- Directions for this task
With no edits of any kind, print each record that follows.

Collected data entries
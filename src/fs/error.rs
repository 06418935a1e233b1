use core::fmt;

/// Filesystem error types.
#[derive(Debug, Clone, Copy, PartialEq, Eq)]
pub enum FsError {
    NotFound,
    BadInode,
    OffsetPastEnd,
    BadDataBlock,
    CorruptImage,
}

impl fmt::Display for FsError {
    fn fmt(&self, f: &mut fmt::Formatter) -> fmt::Result {
        match self {
            FsError::NotFound => write!(f, "No such file or directory"),
            FsError::BadInode => write!(f, "Inode out of range"),
            FsError::OffsetPastEnd => write!(f, "Offset past end of file"),
            FsError::BadDataBlock => write!(f, "Data block out of range"),
            FsError::CorruptImage => write!(f, "Corrupt filesystem image"),
        }
    }
}

pub type FsResult<T> = Result<T, FsError>;
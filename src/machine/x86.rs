use x86_64::instructions::port::Port;
use x86_64::{PhysAddr, VirtAddr};

use super::Machine;
use crate::drivers::rtc;
use crate::interrupts::gdt;
use crate::memory::{PROGRAM_SLOT_SIZE, VGA_TEXT_MEMORY};
use crate::vga::{Buffer, BUFFER_WIDTH};

/// The machine we are running on. Physical memory in the first GiB is identity-mapped.
pub struct X86Machine;

impl Machine for X86Machine {
    fn flush_tlb(&mut self) {
        x86_64::instructions::tlb::flush_all();
    }

    fn set_kernel_stack(&mut self, top: VirtAddr) {
        gdt::set_tss_rsp0(top);
    }

    fn stack_pointer(&self) -> VirtAddr {
        let rsp: u64;
        unsafe {
            core::arch::asm!("mov {}, rsp", out(reg) rsp, options(nomem, nostack, preserves_flags));
        }
        VirtAddr::new(rsp)
    }

    fn interrupts_enabled(&self) -> bool {
        x86_64::instructions::interrupts::are_enabled()
    }

    fn program_window(&mut self, slot: PhysAddr) -> &mut [u8] {
        unsafe { core::slice::from_raw_parts_mut(slot.as_u64() as *mut u8, PROGRAM_SLOT_SIZE as usize) }
    }

    fn display(&mut self) -> &mut Buffer {
        unsafe { &mut *(VGA_TEXT_MEMORY as *mut Buffer) }
    }

    fn move_cursor(&mut self, row: usize, col: usize) {
        let position = (row * BUFFER_WIDTH + col) as u16;
        let mut index: Port<u8> = Port::new(0x3D4);
        let mut data: Port<u8> = Port::new(0x3D5);
        unsafe {
            index.write(0x0F);
            data.write((position & 0xFF) as u8);
            index.write(0x0E);
            data.write((position >> 8) as u8);
        }
    }

    fn set_rtc_frequency(&mut self, hz: u32) {
        if let Some(rate) = rtc::rate_for(hz) {
            unsafe { rtc::program_rate(rate) };
        }
    }
}
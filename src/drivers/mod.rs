pub mod keyboard;
pub mod pit;
pub mod rtc;
pub mod tty;

/// Program the timer sources. Their PIC lines are unmasked by the caller.
///
/// # Safety
/// Interrupts must be disabled.
#[cfg(target_os = "none")]
pub unsafe fn init() {
    keyboard::init();
    pit::init(crate::config::TIMER_HZ);
    rtc::enable_periodic();
    if let Some(rate) = rtc::rate_for(crate::config::RTC_DEFAULT_HZ) {
        rtc::program_rate(rate);
    }
    crate::log_info!("Drivers subsystem initialized.");
}
#[derive(Debug, Clone, Copy, PartialEq, Eq)]
pub enum KeyCode {
    Char(char),
    Enter,
    Backspace,
    /// Ctrl held with a letter key. Carries the lowercase letter.
    Ctrl(char),
    /// Alt+F1..Alt+F3 selects a terminal. Carries the function key number.
    AltF(u8),
    Unknown,
}

const RELEASE: u8 = 0x80;
const EXTENDED: u8 = 0xE0;

const LSHIFT: u8 = 0x2A;
const RSHIFT: u8 = 0x36;
const CTRL: u8 = 0x1D;
const ALT: u8 = 0x38;
const CAPS_LOCK: u8 = 0x3A;
const ENTER: u8 = 0x1C;
const BACKSPACE: u8 = 0x0E;
const F1: u8 = 0x3B;
const F10: u8 = 0x44;

/// Set 1 make codes 0x00..0x3A: unshifted and shifted characters, NUL where the key has none.
const PLAIN: &[u8; 0x3A] = b"\0\x001234567890-=\0\0qwertyuiop[]\0\0asdfghjkl;'`\0\\zxcvbnm,./\0*\0 ";
const SHIFTED: &[u8; 0x3A] = b"\0\0!@#$%^&*()_+\0\0QWERTYUIOP{}\0\0ASDFGHJKL:\"~\0|ZXCVBNM<>?\0*\0 ";

pub struct KeyboardState {
    shift_pressed: bool,
    ctrl_pressed: bool,
    alt_pressed: bool,
    caps_lock: bool,
    extended_scancode: bool,
}

impl KeyboardState {
    pub const fn new() -> Self {
        Self {
            shift_pressed: false,
            ctrl_pressed: false,
            alt_pressed: false,
            caps_lock: false,
            extended_scancode: false,
        }
    }

    pub fn process_scancode(&mut self, scancode: u8) -> KeyCode {
        if scancode == EXTENDED {
            self.extended_scancode = true;
            return KeyCode::Unknown;
        }
        let is_extended = core::mem::replace(&mut self.extended_scancode, false);

        let pressed = scancode & RELEASE == 0;
        let code = scancode & !RELEASE;
        match code {
            LSHIFT | RSHIFT if !is_extended => {
                self.shift_pressed = pressed;
                return KeyCode::Unknown;
            }
            CTRL => {
                self.ctrl_pressed = pressed;
                return KeyCode::Unknown;
            }
            ALT => {
                self.alt_pressed = pressed;
                return KeyCode::Unknown;
            }
            _ => {}
        }
        // Extended keys (arrows, keypad) and releases produce nothing.
        if is_extended || !pressed {
            return KeyCode::Unknown;
        }

        match code {
            CAPS_LOCK => {
                self.caps_lock = !self.caps_lock;
                KeyCode::Unknown
            }
            ENTER => KeyCode::Enter,
            BACKSPACE => KeyCode::Backspace,
            F1..=F10 if self.alt_pressed => KeyCode::AltF(code - F1 + 1),
            _ => self.translate(code),
        }
    }

    fn translate(&self, code: u8) -> KeyCode {
        let Some(&lower) = PLAIN.get(code as usize) else {
            return KeyCode::Unknown;
        };
        if lower == 0 {
            return KeyCode::Unknown;
        }

        let is_letter = lower.is_ascii_lowercase();
        if is_letter && self.ctrl_pressed {
            return KeyCode::Ctrl(lower as char);
        }
        let shift_active = if is_letter && self.caps_lock {
            !self.shift_pressed
        } else {
            self.shift_pressed
        };
        if shift_active {
            KeyCode::Char(SHIFTED[code as usize] as char)
        } else {
            KeyCode::Char(lower as char)
        }
    }
}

- Task answer
filename src/fs/error.rs
repository 06418935a1e233b1
use core::fmt;

/// Filesystem error types.
#[derive(Debug, Clone, Copy, PartialEq, Eq)]
pub enum FsError {
    NotFound,
    BadInode,
    OffsetPastEnd,
    BadDataBlock,
    CorruptImage,
}

impl fmt::Display for FsError {
    fn fmt(&self, f: &mut fmt::Formatter) -> fmt::Result {
        match self {
            FsError::NotFound => write!(f, "No such file or directory"),
            FsError::BadInode => write!(f, "Inode out of range"),
            FsError::OffsetPastEnd => write!(f, "Offset past end of file"),
            FsError::BadDataBlock => write!(f, "Data block out of range"),
            FsError::CorruptImage => write!(f, "Corrupt filesystem image"),
        }
    }
}

pub type FsResult<T> = Result<T, FsError>;
filename src/machine/x86.rs
use x86_64::instructions::port::Port;
use x86_64::{PhysAddr, VirtAddr};

use super::Machine;
use crate::drivers::rtc;
use crate::interrupts::gdt;
use crate::memory::{PROGRAM_SLOT_SIZE, VGA_TEXT_MEMORY};
use crate::vga::{Buffer, BUFFER_WIDTH};

/// The machine we are running on. Physical memory in the first GiB is identity-mapped.
pub struct X86Machine;

impl Machine for X86Machine {
    fn flush_tlb(&mut self) {
        x86_64::instructions::tlb::flush_all();
    }

    fn set_kernel_stack(&mut self, top: VirtAddr) {
        gdt::set_tss_rsp0(top);
    }

    fn stack_pointer(&self) -> VirtAddr {
        let rsp: u64;
        unsafe {
            core::arch::asm!("mov {}, rsp", out(reg) rsp, options(nomem, nostack, preserves_flags));
        }
        VirtAddr::new(rsp)
    }

    fn interrupts_enabled(&self) -> bool {
        x86_64::instructions::interrupts::are_enabled()
    }

    fn program_window(&mut self, slot: PhysAddr) -> &mut [u8] {
        unsafe { core::slice::from_raw_parts_mut(slot.as_u64() as *mut u8, PROGRAM_SLOT_SIZE as usize) }
    }

    fn display(&mut self) -> &mut Buffer {
        unsafe { &mut *(VGA_TEXT_MEMORY as *mut Buffer) }
    }

    fn move_cursor(&mut self, row: usize, col: usize) {
        let position = (row * BUFFER_WIDTH + col) as u16;
        let mut index: Port<u8> = Port::new(0x3D4);
        let mut data: Port<u8> = Port::new(0x3D5);
        unsafe {
            index.write(0x0F);
            data.write((position & 0xFF) as u8);
            index.write(0x0E);
            data.write((position >> 8) as u8);
        }
    }

    fn set_rtc_frequency(&mut self, hz: u32) {
        if let Some(rate) = rtc::rate_for(hz) {
            unsafe { rtc::program_rate(rate) };
        }
    }
}
filename src/drivers/mod.rs
pub mod keyboard;
pub mod pit;
pub mod rtc;
pub mod tty;

/// Program the timer sources. Their PIC lines are unmasked by the caller.
///
/// # Safety
/// Interrupts must be disabled.
#[cfg(target_os = "none")]
pub unsafe fn init() {
    keyboard::init();
    pit::init(crate::config::TIMER_HZ);
    rtc::enable_periodic();
    if let Some(rate) = rtc::rate_for(crate::config::RTC_DEFAULT_HZ) {
        rtc::program_rate(rate);
    }
    crate::log_info!("Drivers subsystem initialized.");
}
#[derive(Debug, Clone, Copy, PartialEq, Eq)]
pub enum KeyCode {
    Char(char),
    Enter,
    Backspace,
    /// Ctrl held with a letter key. Carries the lowercase letter.
    Ctrl(char),
    /// Alt+F1..Alt+F3 selects a terminal. Carries the function key number.
    AltF(u8),
    Unknown,
}

const RELEASE: u8 = 0x80;
const EXTENDED: u8 = 0xE0;

const LSHIFT: u8 = 0x2A;
const RSHIFT: u8 = 0x36;
const CTRL: u8 = 0x1D;
const ALT: u8 = 0x38;
const CAPS_LOCK: u8 = 0x3A;
const ENTER: u8 = 0x1C;
const BACKSPACE: u8 = 0x0E;
const F1: u8 = 0x3B;
const F10: u8 = 0x44;

/// Set 1 make codes 0x00..0x3A: unshifted and shifted characters, NUL where the key has none.
const PLAIN: &[u8; 0x3A] = b"\0\x001234567890-=\0\0qwertyuiop[]\0\0asdfghjkl;'`\0\\zxcvbnm,./\0*\0 ";
const SHIFTED: &[u8; 0x3A] = b"\0\0!@#$%^&*()_+\0\0QWERTYUIOP{}\0\0ASDFGHJKL:\"~\0|ZXCVBNM<>?\0*\0 ";

pub struct KeyboardState {
    shift_pressed: bool,
    ctrl_pressed: bool,
    alt_pressed: bool,
    caps_lock: bool,
    extended_scancode: bool,
}

impl KeyboardState {
    pub const fn new() -> Self {
        Self {
            shift_pressed: false,
            ctrl_pressed: false,
            alt_pressed: false,
            caps_lock: false,
            extended_scancode: false,
        }
    }

    pub fn process_scancode(&mut self, scancode: u8) -> KeyCode {
        if scancode == EXTENDED {
            self.extended_scancode = true;
            return KeyCode::Unknown;
        }
        let is_extended = core::mem::replace(&mut self.extended_scancode, false);

        let pressed = scancode & RELEASE == 0;
        let code = scancode & !RELEASE;
        match code {
            LSHIFT | RSHIFT if !is_extended => {
                self.shift_pressed = pressed;
                return KeyCode::Unknown;
            }
            CTRL => {
                self.ctrl_pressed = pressed;
                return KeyCode::Unknown;
            }
            ALT => {
                self.alt_pressed = pressed;
                return KeyCode::Unknown;
            }
            _ => {}
        }
        // Extended keys (arrows, keypad) and releases produce nothing.
        if is_extended || !pressed {
            return KeyCode::Unknown;
        }

        match code {
            CAPS_LOCK => {
                self.caps_lock = !self.caps_lock;
                KeyCode::Unknown
            }
            ENTER => KeyCode::Enter,
            BACKSPACE => KeyCode::Backspace,
            F1..=F10 if self.alt_pressed => KeyCode::AltF(code - F1 + 1),
            _ => self.translate(code),
        }
    }

    fn translate(&self, code: u8) -> KeyCode {
        let Some(&lower) = PLAIN.get(code as usize) else {
            return KeyCode::Unknown;
        };
        if lower == 0 {
            return KeyCode::Unknown;
        }

        let is_letter = lower.is_ascii_lowercase();
        if is_letter && self.ctrl_pressed {
            return KeyCode::Ctrl(lower as char);
        }
        let shift_active = if is_letter && self.caps_lock {
            !self.shift_pressed
        } else {
            self.shift_pressed
        };
        if shift_active {
            KeyCode::Char(SHIFTED[code as usize] as char)
        } else {
            KeyCode::Char(lower as char)
        }
    }
}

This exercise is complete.